TASK STATEMENT: The answer should be each line from the entries below that has the word "when" in it.

THE INPUT:
━━━━━━━━━━━━━━━━━━━━━━━━━━━━━━

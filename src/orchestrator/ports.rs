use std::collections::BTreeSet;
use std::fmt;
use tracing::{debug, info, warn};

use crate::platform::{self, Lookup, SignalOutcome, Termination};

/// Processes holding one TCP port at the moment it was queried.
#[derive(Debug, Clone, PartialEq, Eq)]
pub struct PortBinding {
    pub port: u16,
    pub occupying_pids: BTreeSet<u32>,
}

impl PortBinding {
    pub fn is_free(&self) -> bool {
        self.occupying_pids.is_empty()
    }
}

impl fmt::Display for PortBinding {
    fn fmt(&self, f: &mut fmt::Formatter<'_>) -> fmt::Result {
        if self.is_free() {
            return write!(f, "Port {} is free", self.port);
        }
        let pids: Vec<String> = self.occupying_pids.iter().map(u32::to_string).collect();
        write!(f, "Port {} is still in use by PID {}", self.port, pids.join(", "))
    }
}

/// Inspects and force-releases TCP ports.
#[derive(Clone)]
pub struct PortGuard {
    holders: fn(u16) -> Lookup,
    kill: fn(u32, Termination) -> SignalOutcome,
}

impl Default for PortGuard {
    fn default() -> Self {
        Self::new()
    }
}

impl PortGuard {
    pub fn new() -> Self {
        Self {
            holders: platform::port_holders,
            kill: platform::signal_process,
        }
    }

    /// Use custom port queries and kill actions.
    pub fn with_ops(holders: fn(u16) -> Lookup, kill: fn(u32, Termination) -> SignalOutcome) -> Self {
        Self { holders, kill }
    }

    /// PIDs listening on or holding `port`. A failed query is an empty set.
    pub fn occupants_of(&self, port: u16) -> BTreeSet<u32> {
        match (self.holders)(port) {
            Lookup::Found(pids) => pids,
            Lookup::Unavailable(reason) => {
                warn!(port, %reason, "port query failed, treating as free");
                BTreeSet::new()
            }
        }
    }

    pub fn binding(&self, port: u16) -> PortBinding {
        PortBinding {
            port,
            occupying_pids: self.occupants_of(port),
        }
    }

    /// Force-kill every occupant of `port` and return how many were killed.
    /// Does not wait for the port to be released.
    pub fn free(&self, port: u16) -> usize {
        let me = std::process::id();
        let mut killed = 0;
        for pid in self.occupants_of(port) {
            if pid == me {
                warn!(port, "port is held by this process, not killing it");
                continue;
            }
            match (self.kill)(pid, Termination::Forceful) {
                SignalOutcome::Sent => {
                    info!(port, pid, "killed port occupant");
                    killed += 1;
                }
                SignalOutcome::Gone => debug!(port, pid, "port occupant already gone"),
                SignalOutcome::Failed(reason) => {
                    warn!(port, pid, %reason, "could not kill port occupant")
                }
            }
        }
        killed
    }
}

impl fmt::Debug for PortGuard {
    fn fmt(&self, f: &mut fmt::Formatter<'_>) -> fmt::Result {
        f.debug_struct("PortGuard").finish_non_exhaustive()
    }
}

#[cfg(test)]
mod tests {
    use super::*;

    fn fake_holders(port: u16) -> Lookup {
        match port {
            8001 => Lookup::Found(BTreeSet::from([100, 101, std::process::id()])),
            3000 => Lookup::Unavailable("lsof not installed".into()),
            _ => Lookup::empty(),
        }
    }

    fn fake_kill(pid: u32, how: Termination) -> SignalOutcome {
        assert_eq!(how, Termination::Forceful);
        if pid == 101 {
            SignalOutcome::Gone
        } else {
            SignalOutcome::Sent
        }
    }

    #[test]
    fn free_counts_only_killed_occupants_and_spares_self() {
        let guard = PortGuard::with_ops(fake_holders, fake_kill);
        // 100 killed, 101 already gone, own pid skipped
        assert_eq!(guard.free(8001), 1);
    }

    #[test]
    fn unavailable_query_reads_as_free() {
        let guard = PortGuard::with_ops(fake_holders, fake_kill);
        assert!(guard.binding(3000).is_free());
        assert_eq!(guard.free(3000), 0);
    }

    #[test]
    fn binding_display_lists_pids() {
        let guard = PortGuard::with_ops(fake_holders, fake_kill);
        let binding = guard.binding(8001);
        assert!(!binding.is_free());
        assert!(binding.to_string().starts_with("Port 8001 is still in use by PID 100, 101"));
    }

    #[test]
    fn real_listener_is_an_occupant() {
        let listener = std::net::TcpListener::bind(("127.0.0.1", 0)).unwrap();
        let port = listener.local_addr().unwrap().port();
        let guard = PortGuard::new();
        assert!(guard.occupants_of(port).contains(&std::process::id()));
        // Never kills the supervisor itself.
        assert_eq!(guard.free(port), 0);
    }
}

━━━━━━━━━━━━━━━━━━━━━━━━━━━━━━

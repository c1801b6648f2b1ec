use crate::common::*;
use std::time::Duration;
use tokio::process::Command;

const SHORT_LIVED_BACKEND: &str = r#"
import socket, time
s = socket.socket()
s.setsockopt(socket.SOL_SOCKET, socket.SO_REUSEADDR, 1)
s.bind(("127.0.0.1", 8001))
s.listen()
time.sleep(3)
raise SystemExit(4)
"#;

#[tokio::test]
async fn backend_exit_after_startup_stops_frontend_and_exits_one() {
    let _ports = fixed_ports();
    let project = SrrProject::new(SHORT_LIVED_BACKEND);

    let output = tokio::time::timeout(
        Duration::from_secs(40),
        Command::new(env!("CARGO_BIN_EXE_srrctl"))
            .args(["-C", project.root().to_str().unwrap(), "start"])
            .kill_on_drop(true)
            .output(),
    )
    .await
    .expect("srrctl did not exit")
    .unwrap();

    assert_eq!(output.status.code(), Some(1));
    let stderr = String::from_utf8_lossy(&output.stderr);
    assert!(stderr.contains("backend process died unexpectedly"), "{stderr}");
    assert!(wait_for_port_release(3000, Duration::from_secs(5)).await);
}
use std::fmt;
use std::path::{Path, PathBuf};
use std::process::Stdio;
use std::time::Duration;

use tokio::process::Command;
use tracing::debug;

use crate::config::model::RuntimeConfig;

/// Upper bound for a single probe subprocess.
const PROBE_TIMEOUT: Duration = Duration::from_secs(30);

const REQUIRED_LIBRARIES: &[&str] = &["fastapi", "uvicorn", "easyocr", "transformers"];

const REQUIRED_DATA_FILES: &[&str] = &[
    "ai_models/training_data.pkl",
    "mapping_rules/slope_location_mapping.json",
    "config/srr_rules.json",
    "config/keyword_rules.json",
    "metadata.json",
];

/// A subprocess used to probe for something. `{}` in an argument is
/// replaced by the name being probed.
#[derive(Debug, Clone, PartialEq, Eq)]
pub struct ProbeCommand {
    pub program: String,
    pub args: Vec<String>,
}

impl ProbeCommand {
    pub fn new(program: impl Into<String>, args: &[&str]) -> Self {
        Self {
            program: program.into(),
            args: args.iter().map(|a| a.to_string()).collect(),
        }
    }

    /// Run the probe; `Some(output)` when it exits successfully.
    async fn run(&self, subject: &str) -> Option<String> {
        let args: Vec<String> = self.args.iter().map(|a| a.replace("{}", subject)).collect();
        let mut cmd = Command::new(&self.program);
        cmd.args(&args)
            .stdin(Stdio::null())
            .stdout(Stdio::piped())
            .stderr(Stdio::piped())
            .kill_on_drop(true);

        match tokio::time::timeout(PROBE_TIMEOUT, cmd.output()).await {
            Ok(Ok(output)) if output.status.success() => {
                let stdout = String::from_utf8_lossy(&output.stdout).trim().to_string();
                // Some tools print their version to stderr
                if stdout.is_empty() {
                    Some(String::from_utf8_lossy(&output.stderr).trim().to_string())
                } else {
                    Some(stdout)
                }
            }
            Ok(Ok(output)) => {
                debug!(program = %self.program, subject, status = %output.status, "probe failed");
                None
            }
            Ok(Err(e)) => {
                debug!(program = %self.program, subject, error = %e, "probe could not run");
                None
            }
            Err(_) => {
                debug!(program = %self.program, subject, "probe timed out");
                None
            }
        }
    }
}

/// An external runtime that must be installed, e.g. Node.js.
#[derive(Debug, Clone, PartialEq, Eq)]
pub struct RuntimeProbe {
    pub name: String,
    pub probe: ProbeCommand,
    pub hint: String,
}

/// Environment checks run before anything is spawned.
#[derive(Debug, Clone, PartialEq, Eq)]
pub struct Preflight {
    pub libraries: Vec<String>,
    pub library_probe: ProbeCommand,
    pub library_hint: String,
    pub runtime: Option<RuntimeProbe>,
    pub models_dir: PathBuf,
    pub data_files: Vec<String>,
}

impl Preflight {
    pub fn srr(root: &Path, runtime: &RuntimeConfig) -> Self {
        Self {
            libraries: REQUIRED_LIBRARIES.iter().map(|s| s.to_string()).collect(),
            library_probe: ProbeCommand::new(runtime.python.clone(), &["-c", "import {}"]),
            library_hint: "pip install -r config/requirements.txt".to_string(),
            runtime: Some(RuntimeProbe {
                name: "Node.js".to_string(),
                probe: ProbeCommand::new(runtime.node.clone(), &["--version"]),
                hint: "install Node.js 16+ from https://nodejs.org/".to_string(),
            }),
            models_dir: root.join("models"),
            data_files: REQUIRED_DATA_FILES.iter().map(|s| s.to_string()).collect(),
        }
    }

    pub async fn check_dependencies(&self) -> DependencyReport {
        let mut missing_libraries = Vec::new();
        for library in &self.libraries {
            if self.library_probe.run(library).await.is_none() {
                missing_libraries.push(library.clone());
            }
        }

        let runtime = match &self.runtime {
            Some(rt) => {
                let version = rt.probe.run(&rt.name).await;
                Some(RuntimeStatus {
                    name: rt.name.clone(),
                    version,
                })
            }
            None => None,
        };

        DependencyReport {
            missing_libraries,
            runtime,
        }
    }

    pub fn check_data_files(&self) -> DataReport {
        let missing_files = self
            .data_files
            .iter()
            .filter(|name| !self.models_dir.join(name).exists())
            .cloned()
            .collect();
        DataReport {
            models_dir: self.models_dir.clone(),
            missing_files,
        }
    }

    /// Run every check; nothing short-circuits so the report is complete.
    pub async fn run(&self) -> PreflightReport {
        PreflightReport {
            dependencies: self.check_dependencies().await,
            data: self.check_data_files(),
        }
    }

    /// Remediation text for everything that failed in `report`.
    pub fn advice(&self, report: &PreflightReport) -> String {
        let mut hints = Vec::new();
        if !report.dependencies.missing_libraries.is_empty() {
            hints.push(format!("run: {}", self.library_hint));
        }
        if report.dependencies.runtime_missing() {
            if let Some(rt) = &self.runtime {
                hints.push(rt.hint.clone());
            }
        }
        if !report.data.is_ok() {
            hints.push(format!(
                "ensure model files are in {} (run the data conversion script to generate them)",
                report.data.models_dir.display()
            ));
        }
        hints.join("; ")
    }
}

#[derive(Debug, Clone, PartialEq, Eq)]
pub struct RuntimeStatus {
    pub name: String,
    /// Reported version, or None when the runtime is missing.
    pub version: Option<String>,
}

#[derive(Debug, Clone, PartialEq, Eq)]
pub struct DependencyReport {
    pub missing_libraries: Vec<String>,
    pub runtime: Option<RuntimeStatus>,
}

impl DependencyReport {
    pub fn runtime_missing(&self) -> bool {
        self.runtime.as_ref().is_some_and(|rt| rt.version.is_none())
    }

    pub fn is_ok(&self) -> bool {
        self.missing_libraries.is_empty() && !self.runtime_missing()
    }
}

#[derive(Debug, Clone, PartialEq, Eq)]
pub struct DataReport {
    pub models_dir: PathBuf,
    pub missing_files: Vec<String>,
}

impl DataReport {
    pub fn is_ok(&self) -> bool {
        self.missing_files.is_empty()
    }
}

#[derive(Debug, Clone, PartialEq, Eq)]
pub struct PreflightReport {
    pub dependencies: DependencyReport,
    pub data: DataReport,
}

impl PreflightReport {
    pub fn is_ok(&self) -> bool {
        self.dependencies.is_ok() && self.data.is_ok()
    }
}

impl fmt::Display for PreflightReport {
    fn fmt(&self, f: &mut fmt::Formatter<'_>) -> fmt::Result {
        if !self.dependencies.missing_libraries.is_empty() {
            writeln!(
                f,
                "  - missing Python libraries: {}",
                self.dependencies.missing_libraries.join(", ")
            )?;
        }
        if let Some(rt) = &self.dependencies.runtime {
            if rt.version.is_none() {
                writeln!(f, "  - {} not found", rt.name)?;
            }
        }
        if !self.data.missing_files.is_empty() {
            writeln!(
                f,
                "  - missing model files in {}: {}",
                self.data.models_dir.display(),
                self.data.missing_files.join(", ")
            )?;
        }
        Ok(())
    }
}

━━━━━━━━━━━━━━━━━━━━━━━━━━━━━━

OUTPUT BELOW:
    /// Run the probe; `Some(output)` when it exits successfully.
    /// Reported version, or None when the runtime is missing.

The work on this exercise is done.